Going on scavenger hunts in the backyard or spending the day at the park are favorite past times for many Hawaii families. As parents and caregivers, we know how important it is to keep a careful eye on our keiki as they’re playing on the ground, especially since you never know what might find a way into their mouths.

This is crucial, especially with the rainy season in full swing. A Hawaii Island infant was recently diagnosed with rat lungworm disease in late 2017, after accidentally consuming a slug or snail.

Caused by a parasitic roundworm, rat lungworm disease can have debilitating effects on the brain and spinal cord. It’s spread when infected rodents pass larvae of the roundworm in their feces, which are then eaten by snails and slugs.

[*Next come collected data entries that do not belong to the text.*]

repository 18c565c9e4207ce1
use std::collections::BTreeSet;

use super::facets::FacetIndex;
use super::model::Dataset;

// ---------------------------------------------------------------------------
// FilterSelection – one (possibly partial) choice of the three facets
// ---------------------------------------------------------------------------

/// The three cascading filter fields, in cascade order.
#[derive(Debug, Clone, Copy, PartialEq, Eq)]
pub enum FilterField {
    RegionType,
    StateName,
    RegionName,
}

/// A single filter selection: each field either unset or one chosen value.
#[derive(Debug, Clone, Default, PartialEq, Eq)]
pub struct FilterSelection {
    pub region_type: Option<String>,
    pub state_name: Option<String>,
    pub region_name: Option<String>,
}

impl FilterSelection {
    /// Whether all three fields are set (the precondition for `apply`).
    pub fn is_complete(&self) -> bool {
        self.region_type.is_some() && self.state_name.is_some() && self.region_name.is_some()
    }

    /// Whether no field is set.
    pub fn is_empty(&self) -> bool {
        self.region_type.is_none() && self.state_name.is_none() && self.region_name.is_none()
    }
}

// ---------------------------------------------------------------------------
// FilterEngine – pending vs. committed selections + committed row subset
// ---------------------------------------------------------------------------

/// Holds the in-progress (`pending`) and last-applied (`committed`) filter
/// selections, and the row indices matching the committed one.
///
/// The engine does not validate selections against facet membership; the
/// presentation layer only offers values drawn from the [`FacetIndex`].
#[derive(Debug, Clone, Default)]
pub struct FilterEngine {
    pub pending: FilterSelection,
    pub committed: FilterSelection,
    /// Indices into the dataset matching `committed`; the full dataset while
    /// no selection is committed.
    filtered: Vec<usize>,
}

impl FilterEngine {
    /// Engine for a freshly imported dataset: nothing selected, all rows in.
    pub fn for_dataset(dataset: &Dataset) -> Self {
        FilterEngine {
            pending: FilterSelection::default(),
            committed: FilterSelection::default(),
            filtered: (0..dataset.len()).collect(),
        }
    }

    /// Indices of rows matching the committed selection.
    pub fn filtered_indices(&self) -> &[usize] {
        &self.filtered
    }

    /// Set one pending field. Choosing a region type resets the dependent
    /// state and region choices; choosing a state resets the region choice.
    pub fn set_pending(&mut self, field: FilterField, value: Option<String>) {
        match field {
            FilterField::RegionType => {
                self.pending.state_name = None;
                self.pending.region_name = None;
                self.pending.region_type = value;
            }
            FilterField::StateName => {
                self.pending.region_name = None;
                self.pending.state_name = value;
            }
            FilterField::RegionName => {
                self.pending.region_name = value;
            }
        }
    }

    /// Commit the pending selection and recompute the filtered subset.
    ///
    /// Hard precondition: all three pending fields must be set. Returns
    /// `false` without changing any state when they are not — the caller is
    /// expected to gate the control that invokes this.
    pub fn apply(&mut self, dataset: &Dataset) -> bool {
        if !self.pending.is_complete() {
            return false;
        }
        self.committed = self.pending.clone();
        self.filtered = Self::matching_indices(dataset, &self.committed);
        log::info!(
            "applied filters {:?}/{:?}/{:?}: {} of {} rows match",
            self.committed.region_type,
            self.committed.state_name,
            self.committed.region_name,
            self.filtered.len(),
            dataset.len()
        );
        true
    }

    /// Reset both selections and restore the full dataset as the result.
    pub fn clear(&mut self, dataset: &Dataset) {
        self.pending = FilterSelection::default();
        self.committed = FilterSelection::default();
        self.filtered = (0..dataset.len()).collect();
    }

    /// States offered for the pending region type: all states when no region
    /// type is chosen, otherwise the cascading subset (empty if unknown).
    pub fn available_state_names<'a>(&self, index: &'a FacetIndex) -> BTreeSet<&'a String> {
        match &self.pending.region_type {
            None => index.state_names.iter().collect(),
            Some(region_type) => index
                .state_names_by_region_type
                .get(region_type)
                .map(|set| set.iter().collect())
                .unwrap_or_default(),
        }
    }

    /// Regions offered for the pending state, analogous to
    /// [`Self::available_state_names`].
    pub fn available_region_names<'a>(&self, index: &'a FacetIndex) -> BTreeSet<&'a String> {
        match &self.pending.state_name {
            None => index.region_names.iter().collect(),
            Some(state_name) => index
                .region_names_by_state
                .get(state_name)
                .map(|set| set.iter().collect())
                .unwrap_or_default(),
        }
    }

    /// Rows whose three facet fields case-insensitively equal the selection.
    fn matching_indices(dataset: &Dataset, selection: &FilterSelection) -> Vec<usize> {
        let wanted = |field: &Option<String>| field.as_deref().unwrap_or("").to_lowercase();
        let region_type = wanted(&selection.region_type);
        let state_name = wanted(&selection.state_name);
        let region_name = wanted(&selection.region_name);

        dataset
            .rows
            .iter()
            .enumerate()
            .filter(|(_, row)| {
                row.region_type().to_lowercase() == region_type
                    && row.state_name().to_lowercase() == state_name
                    && row.region_name().to_lowercase() == region_name
            })
            .map(|(i, _)| i)
            .collect()
    }
}

// ---------------------------------------------------------------------------
// Tests
// ---------------------------------------------------------------------------

#[cfg(test)]
mod tests {
    use super::*;
    use crate::data::model::{Dataset, RegionRow};
    use std::collections::BTreeMap;

    fn row(region_type: &str, state: &str, region: &str) -> RegionRow {
        let mut fields = BTreeMap::new();
        fields.insert("RegionType".to_string(), region_type.to_string());
        fields.insert("StateName".to_string(), state.to_string());
        fields.insert("RegionName".to_string(), region.to_string());
        RegionRow { fields }
    }

    fn sample_dataset() -> Dataset {
        Dataset {
            columns: vec![
                "RegionType".to_string(),
                "StateName".to_string(),
                "RegionName".to_string(),
            ],
            rows: vec![
                row("city", "California", "Los Angeles"),
                row("city", "Texas", "Austin"),
                row("msa", "Texas", "Austin"),
                row("city", "California", "San Diego"),
            ],
        }
    }

    fn select(engine: &mut FilterEngine, region_type: &str, state: &str, region: &str) {
        engine.set_pending(FilterField::RegionType, Some(region_type.to_string()));
        engine.set_pending(FilterField::StateName, Some(state.to_string()));
        engine.set_pending(FilterField::RegionName, Some(region.to_string()));
    }

    #[test]
    fn selecting_region_type_resets_dependents() {
        let ds = sample_dataset();
        let mut engine = FilterEngine::for_dataset(&ds);
        select(&mut engine, "city", "Texas", "Austin");

        engine.set_pending(FilterField::RegionType, Some("msa".to_string()));
        assert_eq!(engine.pending.region_type.as_deref(), Some("msa"));
        assert_eq!(engine.pending.state_name, None);
        assert_eq!(engine.pending.region_name, None);
    }

    #[test]
    fn selecting_state_resets_region_only() {
        let ds = sample_dataset();
        let mut engine = FilterEngine::for_dataset(&ds);
        select(&mut engine, "city", "Texas", "Austin");

        engine.set_pending(FilterField::StateName, Some("California".to_string()));
        assert_eq!(engine.pending.region_type.as_deref(), Some("city"));
        assert_eq!(engine.pending.state_name.as_deref(), Some("California"));
        assert_eq!(engine.pending.region_name, None);
    }

    #[test]
    fn apply_is_noop_with_incomplete_selection() {
        let ds = sample_dataset();
        let mut engine = FilterEngine::for_dataset(&ds);
        engine.set_pending(FilterField::RegionType, Some("city".to_string()));

        assert!(!engine.apply(&ds));
        assert!(engine.committed.is_empty());
        assert_eq!(engine.filtered_indices().len(), ds.len());
    }

    #[test]
    fn apply_matches_all_three_fields_case_insensitively() {
        let ds = sample_dataset();
        let mut engine = FilterEngine::for_dataset(&ds);
        select(&mut engine, "CITY", "texas", "AUSTIN");

        assert!(engine.apply(&ds));
        // Row 1 is (city, Texas, Austin); row 2 has RegionType "msa" and
        // must be excluded even though state and region match.
        assert_eq!(engine.filtered_indices(), &[1]);
        assert_eq!(engine.committed.region_type.as_deref(), Some("CITY"));
    }

    #[test]
    fn apply_with_no_matches_yields_empty_subset() {
        let ds = sample_dataset();
        let mut engine = FilterEngine::for_dataset(&ds);
        select(&mut engine, "zip", "Texas", "Austin");

        assert!(engine.apply(&ds));
        assert!(engine.filtered_indices().is_empty());
    }

    #[test]
    fn clear_restores_full_dataset_and_empty_selections() {
        let ds = sample_dataset();
        let mut engine = FilterEngine::for_dataset(&ds);
        select(&mut engine, "city", "Texas", "Austin");
        assert!(engine.apply(&ds));

        engine.clear(&ds);
        assert!(engine.pending.is_empty());
        assert!(engine.committed.is_empty());
        assert_eq!(engine.filtered_indices(), &[0, 1, 2, 3]);
    }

    #[test]
    fn cascading_option_lists_follow_pending_selection() {
        let ds = sample_dataset();
        let index = crate::data::facets::FacetIndex::build(&ds);
        let mut engine = FilterEngine::for_dataset(&ds);

        // No region type chosen: every state is offered.
        assert_eq!(engine.available_state_names(&index).len(), 2);

        engine.set_pending(FilterField::RegionType, Some("msa".to_string()));
        let states: Vec<&String> = engine.available_state_names(&index).into_iter().collect();
        assert_eq!(states, ["Texas"]);

        engine.set_pending(FilterField::StateName, Some("California".to_string()));
        let regions: Vec<&String> = engine.available_region_names(&index).into_iter().collect();
        assert_eq!(regions, ["Los Angeles", "San Diego"]);

        // Unknown key yields an empty list, not a panic.
        engine.set_pending(FilterField::StateName, Some("Atlantis".to_string()));
        assert!(engine.available_region_names(&index).is_empty());
    }
}
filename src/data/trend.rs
use super::series::TimeSeries;

// ---------------------------------------------------------------------------
// Trend metrics over a single time series
// ---------------------------------------------------------------------------

/// Period-over-period movement for one period (the series' first point has
/// no predecessor and therefore no entry here).
#[derive(Debug, Clone, PartialEq)]
pub struct PeriodChange {
    pub period: String,
    /// The period's own value.
    pub value: f64,
    /// Absolute change from the previous period.
    pub change: f64,
    /// Percent change from the previous period; 0 when the previous value
    /// is not positive.
    pub change_percent: f64,
}

/// Aggregate trend statistics.
///
/// Aggregates are computed only over changes whose own period value is
/// positive, so zero-filled gaps do not skew the averages.
#[derive(Debug, Clone, Default)]
pub struct TrendMetrics {
    /// All per-period changes, including zero-valued periods (for display).
    pub changes: Vec<PeriodChange>,
    pub avg_change_percent: f64,
    /// Share of included periods with a positive percent change, 0–100.
    pub likelihood_of_increase: f64,
    /// Population standard deviation of included percent changes.
    pub volatility: f64,
    /// Mean percent change of the last (at most) three included periods.
    pub forecast_change_percent: f64,
    /// Last raw value projected one period ahead by the forecast percent.
    pub forecast_value: f64,
    pub positive_changes: usize,
    pub negative_changes: usize,
    /// Number of changes the aggregates were computed over.
    pub total_changes: usize,
}

/// Analyze a time series; `None` when there are fewer than two points.
pub fn analyze(series: &TimeSeries) -> Option<TrendMetrics> {
    if series.len() < 2 {
        return None;
    }

    let changes: Vec<PeriodChange> = series
        .points
        .windows(2)
        .map(|pair| {
            let prev = pair[0].value;
            let current = &pair[1];
            let change = current.value - prev;
            let change_percent = if prev > 0.0 { change / prev * 100.0 } else { 0.0 };
            PeriodChange {
                period: current.period.clone(),
                value: current.value,
                change,
                change_percent,
            }
        })
        .collect();

    let included: Vec<&PeriodChange> = changes.iter().filter(|c| c.value > 0.0).collect();
    let count = included.len();

    let mean = |percents: &[f64]| -> f64 {
        if percents.is_empty() {
            0.0
        } else {
            percents.iter().sum::<f64>() / percents.len() as f64
        }
    };

    let percents: Vec<f64> = included.iter().map(|c| c.change_percent).collect();
    let avg_change_percent = mean(&percents);

    let positive_changes = included.iter().filter(|c| c.change_percent > 0.0).count();
    let negative_changes = included.iter().filter(|c| c.change_percent < 0.0).count();
    let likelihood_of_increase = if count > 0 {
        positive_changes as f64 / count as f64 * 100.0
    } else {
        0.0
    };

    // Population variance, not Bessel-corrected.
    let volatility = if count > 0 {
        let variance = percents
            .iter()
            .map(|p| (p - avg_change_percent).powi(2))
            .sum::<f64>()
            / count as f64;
        variance.sqrt()
    } else {
        0.0
    };

    let recent_start = count.saturating_sub(3);
    let forecast_change_percent = mean(&percents[recent_start..]);
    let forecast_value = series.last_value() * (1.0 + forecast_change_percent / 100.0);

    Some(TrendMetrics {
        changes,
        avg_change_percent,
        likelihood_of_increase,
        volatility,
        forecast_change_percent,
        forecast_value,
        positive_changes,
        negative_changes,
        total_changes: count,
    })
}

// ---------------------------------------------------------------------------
// Tests
// ---------------------------------------------------------------------------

The Hawaii Department of Health (DOH) reminds parents and caregivers to closely supervise children, ensuring they don’t pick up and put slugs, snails or other objects from the ground into their mouths. When eating and drinking outdoors, keep all food and beverage containers covered to keep pests from crawling in.

“Children explore their world by putting objects into their mouths—it’s a natural stage of development,” said Health Director Dr. Virginia Pressler. “We have to watch what children might be playing with, and help them wash their hands using soap and clean water after playing, whether indoors or outdoors.”

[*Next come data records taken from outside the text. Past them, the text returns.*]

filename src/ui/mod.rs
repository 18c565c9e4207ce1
pub mod panels;
pub mod plot;
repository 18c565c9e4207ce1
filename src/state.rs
use crate::data::facets::FacetIndex;
use crate::data::filter::{FilterEngine, FilterField};
use crate::data::model::Dataset;
use crate::data::parser::ImportError;
use crate::data::series::{self, TimeSeries};
use crate::data::trend::{self, TrendMetrics};

// ---------------------------------------------------------------------------
// Application state
// ---------------------------------------------------------------------------

/// Which analysis tab is shown in the central panel.
#[derive(Debug, Clone, Copy, PartialEq, Eq, Default)]
pub enum AnalysisTab {
    #[default]
    Timeline,
    Values,
    Trend,
}

/// Derived analysis snapshot for the committed selection.
#[derive(Debug, Clone)]
pub struct Analysis {
    pub series: TimeSeries,
    /// `None` when the series has fewer than two points.
    pub trend: Option<TrendMetrics>,
}

/// The full UI state, independent of rendering.
///
/// All derived structures (facets, filtered subset, analysis) are rebuilt
/// wholesale on every import or apply; readers never see partial state.
#[derive(Default)]
pub struct AppState {
    /// Loaded dataset (None until the user imports a file).
    pub dataset: Option<Dataset>,

    /// Facet index over the current dataset.
    pub facets: FacetIndex,

    /// Pending/committed filter selections and the committed row subset.
    pub engine: FilterEngine,

    /// Series + trend for the committed selection, if one is applied.
    pub analysis: Option<Analysis>,

    pub active_tab: AnalysisTab,

    /// Status / error message shown in the UI.
    pub status_message: Option<String>,

    /// Whether an import is in progress; gates re-entrant imports at the
    /// presentation layer only.
    pub loading: bool,
}

impl AppState {
    /// Ingest a newly imported dataset, replacing all derived structures.
    pub fn set_dataset(&mut self, dataset: Dataset) {
        self.facets = FacetIndex::build(&dataset);
        self.engine = FilterEngine::for_dataset(&dataset);
        self.analysis = None;
        self.dataset = Some(dataset);
        self.status_message = None;
        self.loading = false;
    }

    /// Record a failed import; the previous dataset stays untouched.
    pub fn import_failed(&mut self, err: &ImportError) {
        log::error!("import failed: {err}");
        self.status_message = Some(format!("Error: {err}"));
        self.loading = false;
    }

    pub fn set_pending(&mut self, field: FilterField, value: Option<String>) {
        self.engine.set_pending(field, value);
    }

    /// Apply the pending selection; recomputes the analysis on success.
    pub fn apply_filters(&mut self) {
        let Some(dataset) = &self.dataset else {
            return;
        };
        if self.engine.apply(dataset) {
            self.analysis = Self::analyze(dataset, &self.engine);
        }
    }

    /// Reset both selections and drop the analysis.
    pub fn clear_filters(&mut self) {
        if let Some(dataset) = &self.dataset {
            self.engine.clear(dataset);
        }
        self.analysis = None;
    }

    fn analyze(dataset: &Dataset, engine: &FilterEngine) -> Option<Analysis> {
        let series = series::extract(dataset, engine.filtered_indices(), &engine.committed)?;
        let trend = trend::analyze(&series);
        Some(Analysis { series, trend })
    }
}

// ---------------------------------------------------------------------------
// Tests
// ---------------------------------------------------------------------------

#[cfg(test)]
mod tests {
    use super::*;

    fn loaded_state() -> AppState {
        let text = "\
RegionID,RegionName,RegionType,StateName,2020-01,2020-02
1,LA,city,CA,100,110
2,Austin,city,TX,200,220
";
        let mut state = AppState::default();
        state.set_dataset(Dataset::parse(text).unwrap());
        state
    }

    #[test]
    fn import_replaces_all_derived_structures() {
        let state = loaded_state();
        assert_eq!(state.facets.region_names.len(), 2);
        assert_eq!(state.engine.filtered_indices().len(), 2);
        assert!(state.analysis.is_none());
        assert!(!state.loading);
    }

    #[test]
    fn apply_builds_analysis_for_committed_region() {
        let mut state = loaded_state();
        state.set_pending(FilterField::RegionType, Some("city".to_string()));
        state.set_pending(FilterField::StateName, Some("CA".to_string()));
        state.set_pending(FilterField::RegionName, Some("LA".to_string()));
        state.apply_filters();

        let analysis = state.analysis.as_ref().unwrap();
        assert_eq!(analysis.series.points.len(), 2);
        let trend = analysis.trend.as_ref().unwrap();
        assert!((trend.forecast_value - 121.0).abs() < 1e-9);
    }

    #[test]
    fn incomplete_apply_leaves_analysis_unset() {
        let mut state = loaded_state();
        state.set_pending(FilterField::RegionType, Some("city".to_string()));
        state.apply_filters();
        assert!(state.analysis.is_none());
        assert!(state.engine.committed.is_empty());
    }

    #[test]
    fn clear_drops_analysis_and_restores_all_rows() {
        let mut state = loaded_state();
        state.set_pending(FilterField::RegionType, Some("city".to_string()));
        state.set_pending(FilterField::StateName, Some("TX".to_string()));
        state.set_pending(FilterField::RegionName, Some("Austin".to_string()));
        state.apply_filters();
        assert!(state.analysis.is_some());

        state.clear_filters();
        assert!(state.analysis.is_none());
        assert_eq!(state.engine.filtered_indices().len(), 2);
    }

    #[test]
    fn failed_import_keeps_previous_dataset() {
        let mut state = loaded_state();
        state.loading = true;
        let err = Dataset::parse("RegionID\n1\n").unwrap_err();
        state.import_failed(&err);

        assert!(state.dataset.is_some());
        assert_eq!(state.dataset.as_ref().unwrap().len(), 2);
        assert!(state.status_message.as_ref().unwrap().starts_with("Error:"));
        assert!(!state.loading);
    }
}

People often become infected by accidentally consuming snails or slugs sometimes hidden on unwashed produce. The disease cannot be spread from person-to-person.

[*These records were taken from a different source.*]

use std::collections::BTreeMap;
use std::path::{Path, PathBuf};

use thiserror::Error;

use super::model::{Dataset, RegionRow, REQUIRED_COLUMNS};

// ---------------------------------------------------------------------------
// Import error taxonomy
// ---------------------------------------------------------------------------

/// Terminal failures of a single import attempt. The previous dataset (if
/// any) is left untouched by the caller on every variant.
#[derive(Debug, Error)]
pub enum ImportError {
    /// The header is missing one or more required columns.
    #[error("missing required columns: {}", .0.join(", "))]
    Schema(Vec<String>),

    /// The delimited text itself is malformed; carries the first reader error.
    #[error("malformed CSV: {0}")]
    Parse(String),

    /// Reading the input file failed.
    #[error("failed to read {path}: {source}")]
    Io {
        path: PathBuf,
        source: std::io::Error,
    },
}

// ---------------------------------------------------------------------------
// Public entry-points
// ---------------------------------------------------------------------------

/// Load a dataset from a CSV file on disk.
pub fn load_file(path: &Path) -> Result<Dataset, ImportError> {
    let text = std::fs::read_to_string(path).map_err(|source| ImportError::Io {
        path: path.to_path_buf(),
        source,
    })?;
    Dataset::parse(&text)
}

impl Dataset {
    /// Parse comma-delimited text with a header row into a [`Dataset`].
    ///
    /// Pure function: either a full dataset is produced or none is. The
    /// schema check is on header names only; short rows are padded with
    /// empty strings rather than rejected, and fully empty lines are
    /// skipped.
    pub fn parse(text: &str) -> Result<Dataset, ImportError> {
        let mut reader = csv::ReaderBuilder::new()
            .flexible(true)
            .trim(csv::Trim::All)
            .from_reader(text.as_bytes());

        let columns: Vec<String> = reader
            .headers()
            .map_err(|e| ImportError::Parse(e.to_string()))?
            .iter()
            .map(|h| h.to_string())
            .collect();

        let missing: Vec<String> = REQUIRED_COLUMNS
            .iter()
            .filter(|col| !columns.iter().any(|h| h == *col))
            .map(|col| col.to_string())
            .collect();
        if !missing.is_empty() {
            return Err(ImportError::Schema(missing));
        }

        let mut rows = Vec::new();
        for result in reader.records() {
            let record = result.map_err(|e| ImportError::Parse(e.to_string()))?;

            // The csv reader already drops blank lines; also skip records
            // whose every cell is empty so they are not counted as data.
            if record.iter().all(|cell| cell.is_empty()) {
                continue;
            }

            let mut fields = BTreeMap::new();
            for (idx, name) in columns.iter().enumerate() {
                let value = record.get(idx).unwrap_or("");
                fields.insert(name.clone(), value.to_string());
            }
            rows.push(RegionRow { fields });
        }

        Ok(Dataset { columns, rows })
    }
}

// ---------------------------------------------------------------------------
// Tests
// ---------------------------------------------------------------------------

#[cfg(test)]
mod tests {
    use super::*;

    const HEADER: &str = "RegionID,SizeRank,RegionName,RegionType,StateName,State,City,Metro,CountyName,2020-01-31,2020-02-29";

    #[test]
    fn parses_valid_csv() {
        let text = format!(
            "{HEADER}\n\
             1,10,Los Angeles,city,California,CA,Los Angeles,LA Metro,LA County,100,110\n\
             2,20,Austin,city,Texas,TX,Austin,Austin Metro,Travis County,200,210\n"
        );
        let ds = Dataset::parse(&text).unwrap();
        assert_eq!(ds.len(), 2);
        assert_eq!(ds.columns.len(), 11);
        assert_eq!(ds.rows[0].region_name(), "Los Angeles");
        assert_eq!(ds.rows[1].get("2020-02-29"), "210");
    }

    #[test]
    fn row_count_ignores_empty_lines() {
        let text = format!(
            "{HEADER}\n\
             1,10,LA,city,California,CA,,,,100,110\n\
             \n\
             2,20,Austin,city,Texas,TX,,,,200,210\n\
             \n"
        );
        let ds = Dataset::parse(&text).unwrap();
        assert_eq!(ds.len(), 2);
    }

    #[test]
    fn missing_required_columns_reported_exactly() {
        let text = "RegionID,StateName,2020-01-31\n1,California,100\n";
        let err = Dataset::parse(text).unwrap_err();
        match err {
            ImportError::Schema(missing) => {
                assert_eq!(missing, vec!["RegionName".to_string(), "RegionType".to_string()]);
            }
            other => panic!("expected Schema error, got {other:?}"),
        }
    }

    #[test]
    fn schema_check_is_case_sensitive() {
        let text = "regionid,RegionName,RegionType,StateName\n1,LA,city,California\n";
        let err = Dataset::parse(text).unwrap_err();
        match err {
            ImportError::Schema(missing) => assert_eq!(missing, vec!["RegionID".to_string()]),
            other => panic!("expected Schema error, got {other:?}"),
        }
    }

    #[test]
    fn short_rows_pad_with_empty_strings() {
        let text = format!("{HEADER}\n1,10,LA,city,California\n");
        let ds = Dataset::parse(&text).unwrap();
        assert_eq!(ds.len(), 1);
        assert_eq!(ds.rows[0].get("Metro"), "");
        assert_eq!(ds.rows[0].get("2020-01-31"), "");
    }

    #[test]
    fn quoted_cells_keep_embedded_commas() {
        let text = format!("{HEADER}\n1,10,\"Nashville, TN\",msa,Tennessee,TN,,,,300,310\n");
        let ds = Dataset::parse(&text).unwrap();
        assert_eq!(ds.rows[0].region_name(), "Nashville, TN");
    }

    #[test]
    fn unreadable_file_is_io_error() {
        let err = load_file(Path::new("/nonexistent/data.csv")).unwrap_err();
        assert!(matches!(err, ImportError::Io { .. }));
    }
}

Eliminating slugs, snails and rats in gardens and around properties can help reduce the risk for infection. Other safety tips include:

Carefully wash all produce under clean, running water, especially leafy greens.
Cook food thoroughly (boil 3-5 minutes or heat to 165° F for 15 seconds).
Cover water catchment tanks and inspect them regularly.
Don’t drink from the garden hose.

Symptoms include severe headache, neck stiffness, fever, and tingling or painful skin. Children may have behavioral changes such as unusually bad temper, mood changes, or extreme tiredness. Seek immediate medical attention for such symptoms.